Personal information
- Full name: Filip Šćrbec
- Date of birth: 3 June 1991 (age 34)
- Place of birth: Zagreb, Croatia
- Height: 1.80 m (5 ft 11 in)
- Position(s): Left Midfielder, Left Back

Team information
- Current team: Vinogradar

Youth career
- 2000–2004: Dinamo Zagreb
- 2005: Hrvatski Dragovoljac
- 2005–2006: Dinamo Zagreb
- 2006–2009: NK Zagreb
- 2009: Dinamo Zagreb

Senior career*
- Years: Team / Apps / (Gls)
- 2010–2011: Lokomotiva Zagreb / 9 / (0)
- 2010–2011: → Rudeš (loan) / 26 / (3)
- 2011–2012: Inter Zaprešić / 32 / (3)
- 2013–2016: Rudeš / 78 / (7)
- 2016-: Vinogradar

International career
- 2007: Croatia U-16 / 6 / (1)

= Filip Ščrbec =

Croatian footballer

Filip Šćrbec (born 3 June 1991) is a Croatian football midfielder, currently playing for Vinogradar.
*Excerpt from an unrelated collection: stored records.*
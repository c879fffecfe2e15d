use std::time::Duration;

use kestrel_protocol::Usage;

/// Width, in fraction-of-context-window terms, of one rate-limit bucket
/// for context-window warnings (spec §4.7: "at most one warning per 5%
/// change").
const WARNING_BUCKET_WIDTH: f64 = 0.05;
const WARNING_THRESHOLD: f64 = 0.85;
const AUTO_SUMMARY_THRESHOLD: f64 = 0.95;

/// Outcome of `SessionMetrics::check_context_window_usage` (spec §4.7).
#[derive(Debug, Clone, Copy, PartialEq)]
pub enum ContextWindowStatus {
    Ok,
    Warning { usage_fraction: f64 },
    AutoSummaryNeeded { usage_fraction: f64 },
}

/// Per-session counters (spec §4.7): total prompt/completion tokens, the
/// most recent prompt-token count (what context-window checks key off
/// of), estimated cumulative cost, and call counts.
#[derive(Debug, Clone)]
pub struct SessionMetrics {
    pub total_prompt_tokens: u64,
    pub total_completion_tokens: u64,
    pub last_prompt_tokens: u64,
    pub estimated_cost_usd: f64,
    pub tool_call_count: u64,
    pub llm_call_count: u64,
    pub last_request_time: Duration,
    last_warned_bucket: Option<u64>,
}

impl SessionMetrics {
    pub fn new() -> Self {
        Self {
            total_prompt_tokens: 0,
            total_completion_tokens: 0,
            last_prompt_tokens: 0,
            estimated_cost_usd: 0.0,
            tool_call_count: 0,
            llm_call_count: 0,
            last_request_time: Duration::ZERO,
            last_warned_bucket: None,
        }
    }

    pub fn record_usage(&mut self, usage: Usage, cost_usd: f64, request_time: Duration) {
        self.total_prompt_tokens += usage.prompt_tokens;
        self.total_completion_tokens += usage.completion_tokens;
        self.last_prompt_tokens = usage.prompt_tokens;
        self.estimated_cost_usd += cost_usd;
        self.llm_call_count += 1;
        self.last_request_time = request_time;
    }

    pub fn record_tool_calls(&mut self, count: u64) {
        self.tool_call_count += count;
    }

    /// Resets every counter, called after auto-summary replaces or
    /// forks the session's history (spec §4.7).
    pub fn reset(&mut self) {
        *self = Self::new();
    }

    /// Evaluates `last_prompt_tokens` against `context_window` and
    /// decides whether a warning or an auto-summary should fire (spec
    /// §4.7, §8 boundary behaviors). A `context_window` of zero is
    /// treated as "unknown limit" and never triggers either.
    pub fn check_context_window_usage(&mut self, context_window: u64) -> ContextWindowStatus {
        if context_window == 0 {
            return ContextWindowStatus::Ok;
        }
        let usage_fraction = self.last_prompt_tokens as f64 / context_window as f64;

        if usage_fraction >= AUTO_SUMMARY_THRESHOLD {
            self.last_warned_bucket = None;
            return ContextWindowStatus::AutoSummaryNeeded { usage_fraction };
        }

        if usage_fraction >= WARNING_THRESHOLD {
            let bucket = (usage_fraction / WARNING_BUCKET_WIDTH).floor() as u64;
            if self.last_warned_bucket != Some(bucket) {
                self.last_warned_bucket = Some(bucket);
                return ContextWindowStatus::Warning { usage_fraction };
            }
            return ContextWindowStatus::Ok;
        }

        self.last_warned_bucket = None;
        ContextWindowStatus::Ok
    }
}

impl Default for SessionMetrics {
    fn default() -> Self {
        Self::new()
    }
}

#[cfg(test)]
mod tests {
    use super::*;

    fn metrics_with_prompt_tokens(tokens: u64) -> SessionMetrics {
        let mut metrics = SessionMetrics::new();
        metrics.record_usage(Usage::new(tokens, 0), 0.0, Duration::ZERO);
        metrics
    }

    #[test]
    fn below_warning_threshold_is_ok() {
        let mut metrics = metrics_with_prompt_tokens(849);
        assert_eq!(metrics.check_context_window_usage(1000), ContextWindowStatus::Ok);
    }

    #[test]
    fn just_above_threshold_warns() {
        let mut metrics = metrics_with_prompt_tokens(851);
        assert!(matches!(metrics.check_context_window_usage(1000), ContextWindowStatus::Warning { .. }));
    }

    #[test]
    fn just_below_auto_summary_still_warns() {
        let mut metrics = metrics_with_prompt_tokens(949);
        assert!(matches!(metrics.check_context_window_usage(1000), ContextWindowStatus::Warning { .. }));
    }

    #[test]
    fn at_auto_summary_threshold_triggers() {
        let mut metrics = metrics_with_prompt_tokens(951);
        assert!(matches!(metrics.check_context_window_usage(1000), ContextWindowStatus::AutoSummaryNeeded { .. }));
    }

    #[test]
    fn repeated_check_in_same_bucket_does_not_rewarn() {
        let mut metrics = metrics_with_prompt_tokens(860);
        assert!(matches!(metrics.check_context_window_usage(1000), ContextWindowStatus::Warning { .. }));
        assert_eq!(metrics.check_context_window_usage(1000), ContextWindowStatus::Ok);
    }

    #[test]
    fn crossing_a_bucket_rewarns() {
        let mut metrics = metrics_with_prompt_tokens(860);
        assert!(matches!(metrics.check_context_window_usage(1000), ContextWindowStatus::Warning { .. }));
        // A later request reports a higher prompt-token count, crossing
        // into the next 5% bucket.
        metrics.record_usage(Usage::new(900, 0), 0.0, Duration::ZERO);
        assert!(matches!(metrics.check_context_window_usage(1000), ContextWindowStatus::Warning { .. }));
    }

    #[test]
    fn reset_clears_every_counter() {
        let mut metrics = metrics_with_prompt_tokens(951);
        metrics.record_tool_calls(3);
        metrics.reset();
        assert_eq!(metrics.total_prompt_tokens, 0);
        assert_eq!(metrics.tool_call_count, 0);
        assert_eq!(metrics.check_context_window_usage(1000), ContextWindowStatus::Ok);
    }
}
His older brother Lovro Šćrbec plays for NK Lokomotiva Zagreb.

==Career==
Šćrbec went through the youth ranks of NK Dinamo Zagreb until he moved with his brother Lovro to the youth team of NK Zagreb in 2006, playing several games for the Croatian U-16 national team in 2007. He was a part of the U-17 national team in 2008 but remained uncapped at that level. He returned to his former club in his last year as a junior team player, 2009, only to be sent to NK Lokomotiva Zagreb in January 2010, signing a stipend contract initially and then a 7-year professional contract in August 2010. Lokomotiva proceeded to send him on a season-long loan to the Druga HNL team NK Rudeš. In July 2011 his contract was mutually terminated and he moved to NK Inter Zaprešić.